### ASSIGNMENT
Look through the records below for the line with "pub struct MarkerId(pub u64);" and the line with "fn set_style(&mut self, style: &StyleSpec);", then return those lines and all lines between, exactly.

BEGIN DATA LISTING

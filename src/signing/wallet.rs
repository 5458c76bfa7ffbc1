use std::fmt;
use std::str::FromStr;
use std::sync::Arc;

use super::framing::Framing;
use super::packer::CompactSignature;
use super::signer::{DigestSigner, LocalKey};
use crate::Result;
use crate::error::Error;
use crate::types::{B256, b256_from_evm};

/// The kind of wallet that owns a trading account. Decides how owner
/// messages are framed and how the 32-byte owner address is derived.
#[non_exhaustive]
#[derive(Clone, Copy, Debug, PartialEq, Eq, strum_macros::Display)]
pub enum WalletKind {
    Fuel,
    Evm,
}

impl WalletKind {
    #[must_use]
    pub const fn framing(self) -> Framing {
        match self {
            Self::Fuel => Framing::FuelPrefixed,
            Self::Evm => Framing::EthereumPrefixed,
        }
    }

    pub fn parse(input: &str) -> Result<Self> {
        match input.trim().to_ascii_lowercase().as_str() {
            "fuel" => Ok(Self::Fuel),
            "evm" | "ethereum" | "eth" => Ok(Self::Evm),
            other => Err(Error::validation(format!(
                "unknown wallet kind {other:?}, expected fuel or evm"
            ))),
        }
    }
}

impl FromStr for WalletKind {
    type Err = Error;

    fn from_str(s: &str) -> Result<Self> {
        Self::parse(s)
    }
}

/// The account owner's key. Signs session delegations and withdrawals.
#[derive(Clone)]
pub struct OwnerWallet {
    kind: WalletKind,
    address: B256,
    signer: Arc<dyn DigestSigner>,
}

impl OwnerWallet {
    /// A local key used as a Fuel-native owner.
    #[must_use]
    pub fn fuel(key: LocalKey) -> Self {
        Self::from_key(WalletKind::Fuel, key)
    }

    /// A local key used as an EVM owner; the address is left-padded to 32 bytes.
    #[must_use]
    pub fn evm(key: LocalKey) -> Self {
        Self::from_key(WalletKind::Evm, key)
    }

    #[must_use]
    pub fn from_key(kind: WalletKind, key: LocalKey) -> Self {
        let address = match kind {
            WalletKind::Fuel => key.fuel_address(),
            WalletKind::Evm => b256_from_evm(key.evm_address()),
        };
        Self {
            kind,
            address,
            signer: Arc::new(key),
        }
    }

    /// An owner whose key lives elsewhere. `address` must already be the
    /// 32-byte owner identity.
    #[must_use]
    pub fn external(kind: WalletKind, address: B256, signer: Arc<dyn DigestSigner>) -> Self {
        Self {
            kind,
            address,
            signer,
        }
    }

    #[must_use]
    pub const fn kind(&self) -> WalletKind {
        self.kind
    }

    #[must_use]
    pub const fn address(&self) -> B256 {
        self.address
    }

    /// Frames `message` for this wallet kind, signs and packs it.
    pub async fn sign_message(&self, message: &[u8]) -> Result<CompactSignature> {
        let digest = self.kind.framing().digest(message);
        let raw = self.signer.sign_digest(digest).await?;
        CompactSignature::pack(raw)
    }
}

impl fmt::Debug for OwnerWallet {
    fn fmt(&self, f: &mut fmt::Formatter<'_>) -> fmt::Result {
        f.debug_struct("OwnerWallet")
            .field("kind", &self.kind)
            .field("address", &self.address)
            .finish_non_exhaustive()
    }
}

/// Ephemeral key authorized by the owner to sign action batches.
///
/// Never persisted. A new one is generated for every session.
#[derive(Clone, Debug)]
pub struct SessionKey {
    key: LocalKey,
    address: B256,
}

impl SessionKey {
    #[must_use]
    pub fn generate() -> Self {
        Self::from_key(LocalKey::random())
    }

    #[must_use]
    pub fn from_key(key: LocalKey) -> Self {
        let address = key.fuel_address();
        Self { key, address }
    }

    #[must_use]
    pub const fn address(&self) -> B256 {
        self.address
    }

    /// Signs an action batch payload: `sha256(payload)`, no prefix.
    pub fn sign_actions(&self, payload: &[u8]) -> Result<CompactSignature> {
        let raw = self.key.sign_digest_sync(&Framing::Raw.digest(payload))?;
        CompactSignature::pack(raw)
    }

    /// Signs an arbitrary message with Fuel personal-message framing.
    pub fn sign_personal_message(&self, message: &[u8]) -> Result<CompactSignature> {
        let raw = self
            .key
            .sign_digest_sync(&Framing::FuelPrefixed.digest(message))?;
        CompactSignature::pack(raw)
    }
}
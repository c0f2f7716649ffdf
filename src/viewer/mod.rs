//! Controller side of the map viewer.
//!
//! The rendering library sits behind [`MapSurface`]; [`MapSession`] owns the
//! one map, its basemap, search marker and route overlay, and [`Navigator`]
//! runs the search and directions flows against a [`Geocoder`] and a
//! [`RouteProvider`]. All style and route traffic goes through the relay, so
//! nothing here ever sees a vendor key.

use serde_json::Value;

use crate::models::{LngLat, LngLatBounds};

mod basemap;
mod navigator;
mod services;
mod session;

#[cfg(test)]
pub(crate) mod testing;

pub use basemap::{thunderforest_style, Basemap, StyleSpec};
pub use navigator::Navigator;
pub use services::{Geocoder, NominatimGeocoder, RelayRouter, RouteProvider, NOMINATIM_URL};
pub use session::{MapSession, RouteOverlay, SearchMarker};

/// Handle to a marker placed on a [`MapSurface`].
#[derive(Debug, Clone, Copy, PartialEq, Eq, PartialOrd, Ord, Hash)]
pub struct MarkerId(pub u64);

/// The operations the viewer needs from the map rendering library.
pub trait MapSurface {
    /// Replace the whole style. Sources and layers added at runtime are gone
    /// afterwards.
    fn set_style(&mut self, style: &StyleSpec);
    fn fly_to(&mut self, center: LngLat, zoom: f64);
    /// Move the camera without animating. Surfaces that can't tell the two
    /// apart just fly.
    fn jump_to(&mut self, center: LngLat, zoom: f64) {
        self.fly_to(center, zoom)
    }
    fn fit_bounds(&mut self, bounds: LngLatBounds, padding: u32);

    fn add_marker(&mut self, at: LngLat, label: &str) -> MarkerId;
    fn remove_marker(&mut self, marker: MarkerId);
    fn open_popup(&mut self, marker: MarkerId);

    fn add_source(&mut self, id: &str, source: Value);
    fn remove_source(&mut self, id: &str);
    fn add_layer(&mut self, layer: Value);
    fn remove_layer(&mut self, id: &str);

    /// Blocking, user-facing notice.
    fn alert(&mut self, message: &str);
}

#[derive(Debug, thiserror::Error)]
pub enum ViewerError {
    #[error("no location found for `{0}`")]
    NoGeocodeResult(String),

    #[error("both start and destination are required")]
    MissingInput,

    #[error("request failed: {0}")]
    Http(#[from] reqwest::Error),

    #[error("service responded with {0}")]
    Status(reqwest::StatusCode),

    #[error("unexpected response body: {0}")]
    InvalidResponse(#[from] serde_json::Error),

    #[error("route response has no usable geometry")]
    EmptyRoute,
}
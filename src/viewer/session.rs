use serde_json::json;
use tracing::debug;

use super::{Basemap, MapSurface, MarkerId};
use crate::models::{GeocodeCandidate, Geometry, LngLat, LngLatBounds};

pub const ROUTE_ID: &str = "route";
pub const ROUTE_COLOR: &str = "#4285F4";
pub const ROUTE_WIDTH: u32 = 4;
pub const ROUTE_PADDING: u32 = 50;
pub const SEARCH_ZOOM: f64 = 13.0;
/// Camera position the map opens on, over north-western Poland.
pub const INITIAL_CENTER: LngLat = LngLat { lng: 15.4266, lat: 53.5721 };
pub const INITIAL_ZOOM: f64 = 4.5;

#[derive(Debug, Clone, PartialEq)]
pub struct SearchMarker {
    pub id: MarkerId,
    pub position: LngLat,
    pub label: String,
}

#[derive(Debug, Clone, PartialEq)]
pub struct RouteOverlay {
    pub geometry: Geometry,
    pub bounds: LngLatBounds,
}

/// The single map instance with its basemap and at most one search marker
/// and one route overlay.
pub struct MapSession<S: MapSurface> {
    surface: S,
    relay_url: String,
    pixel_ratio: f64,
    basemap: Basemap,
    search_marker: Option<SearchMarker>,
    route: Option<RouteOverlay>,
}

impl<S: MapSurface> MapSession<S> {
    /// Attach to `surface`, load the default basemap and place the camera on
    /// the initial view.
    pub fn new(surface: S, relay_url: impl Into<String>, pixel_ratio: f64) -> Self {
        let mut session = Self {
            surface,
            relay_url: relay_url.into(),
            pixel_ratio,
            basemap: Basemap::default(),
            search_marker: None,
            route: None,
        };
        session.set_basemap(Basemap::default());
        session.surface.jump_to(INITIAL_CENTER, INITIAL_ZOOM);
        session
    }

    pub fn surface(&self) -> &S {
        &self.surface
    }

    pub fn basemap(&self) -> &Basemap {
        &self.basemap
    }

    pub fn search_marker(&self) -> Option<&SearchMarker> {
        self.search_marker.as_ref()
    }

    pub fn route(&self) -> Option<&RouteOverlay> {
        self.route.as_ref()
    }

    /// Full style reload. Runtime route layers go away with the old style,
    /// markers live outside the style and stay.
    pub fn set_basemap(&mut self, basemap: Basemap) {
        let style = basemap.style(&self.relay_url, self.pixel_ratio);
        self.surface.set_style(&style);
        debug!("basemap switched to {:?}", basemap);
        self.basemap = basemap;
        self.route = None;
    }

    /// Fly to a geocoder hit and replace the search marker with one for it.
    pub fn show_search_result(&mut self, hit: &GeocodeCandidate) {
        let position = hit.position();
        self.surface.fly_to(position, SEARCH_ZOOM);

        if let Some(old) = self.search_marker.take() {
            self.surface.remove_marker(old.id);
        }
        let id = self.surface.add_marker(position, &hit.display_name);
        self.surface.open_popup(id);
        self.search_marker = Some(SearchMarker {
            id,
            position,
            label: hit.display_name.clone(),
        });
    }

    /// Replace the drawn route and fit the camera to it.
    pub fn show_route(&mut self, geometry: Geometry) -> Option<&RouteOverlay> {
        let bounds = geometry.bounds()?;

        if self.route.take().is_some() {
            self.surface.remove_layer(ROUTE_ID);
            self.surface.remove_source(ROUTE_ID);
        }
        self.surface
            .add_source(ROUTE_ID, json!({ "type": "geojson", "data": geometry.to_value() }));
        self.surface.add_layer(json!({
            "id": ROUTE_ID,
            "type": "line",
            "source": ROUTE_ID,
            "paint": { "line-color": ROUTE_COLOR, "line-width": ROUTE_WIDTH }
        }));
        self.surface.fit_bounds(bounds, ROUTE_PADDING);

        self.route = Some(RouteOverlay { geometry, bounds });
        self.route.as_ref()
    }

    pub fn notify(&mut self, message: &str) {
        self.surface.alert(message);
    }
}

END DATA LISTING

### WRITTEN RESPONSE
pub struct MarkerId(pub u64);

/// The operations the viewer needs from the map rendering library.
pub trait MapSurface {
    /// Replace the whole style. Sources and layers added at runtime are gone
    /// afterwards.
    fn set_style(&mut self, style: &StyleSpec);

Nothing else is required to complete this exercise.